Formation and mechanical properties of AZ31B magnesium alloy welds by power-modulated oscillating laser

Abstract

an energy-space modulated laser was proposed in welding workpieces with AZ31B magnesium alloy to enhance the efficiency of heat transfer and reduce defects of welds, and the proposed laser was power-modulated oscillating laser (PMOL). To validate the performance of the proposed technique, non-penetration welding and butt welding were conducted on the workpieces with a thickness of 5 mm. The impact of power-modulation parameters was investigated at the aspects of micro-structures, appearance, and mechanical properties of welds.

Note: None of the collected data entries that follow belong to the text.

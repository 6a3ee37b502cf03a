//! Keyport identity engines.
//!
//! A keyport identity is a self-sovereign, proxy-style account: a value
//! owning its key/owner/signer registries, a replay-protection nonce, and
//! an authorization gate that admits or rejects proposed actions. Two
//! flavors ship here:
//!
//! - [`Identity`]: purpose-tagged keys (management vs action) with signed
//!   execution over a full action tuple.
//! - [`MultiSigIdentity`]: owners with full control plus a threshold-gated
//!   signer set.
//!
//! Each instance is an independently constructed value; there is no ambient
//! state, and every operation is one atomic transition on `&mut self`.
//! Outbound calls cross the [`CallExecutor`] boundary.
#![cfg_attr(not(test), warn(unused_crate_dependencies))]

pub mod error;
pub mod executor;
pub mod identity;
pub mod keystore;
pub mod multisig;
pub mod set;

pub use error::{CallError, IdentityError};
pub use executor::{CallExecutor, NoopExecutor, RecordedCall, RecordingExecutor};
pub use identity::Identity;
pub use keystore::KeyStore;
pub use multisig::MultiSigIdentity;
pub use set::OrderedSet;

The results showed that in comparison with a conventional laser (CL) or circular oscillation laser (COL), an energy-space modulated laser led to (1) an increased depth of weld penetration and (2) an enhanced coupling efficiency of laser energy. The parameters of power modulation could be optimized to reduce the defects of welds such as spatter, underfill, and thick fish scales significantly reduced; it refined the equiaxed grains in the center area of weld. When the frequency and amplitude of power-modulation were set as 50 Hz and 500 W, respectively, the mechanical properties of the weld were improved with the ultimate tensile strength of 238 MPa and an elongation ratio of 13.9 % which were 96.1 % and 58.7 % of those of the base material (BM), respectively. In comparison with the results welded by CL and COL, the ultimate tensile strength by PMOL was increased by 13.9 % and 4.4 %, and the elongation was increased by 54.4 % and 8.6 %, respectively.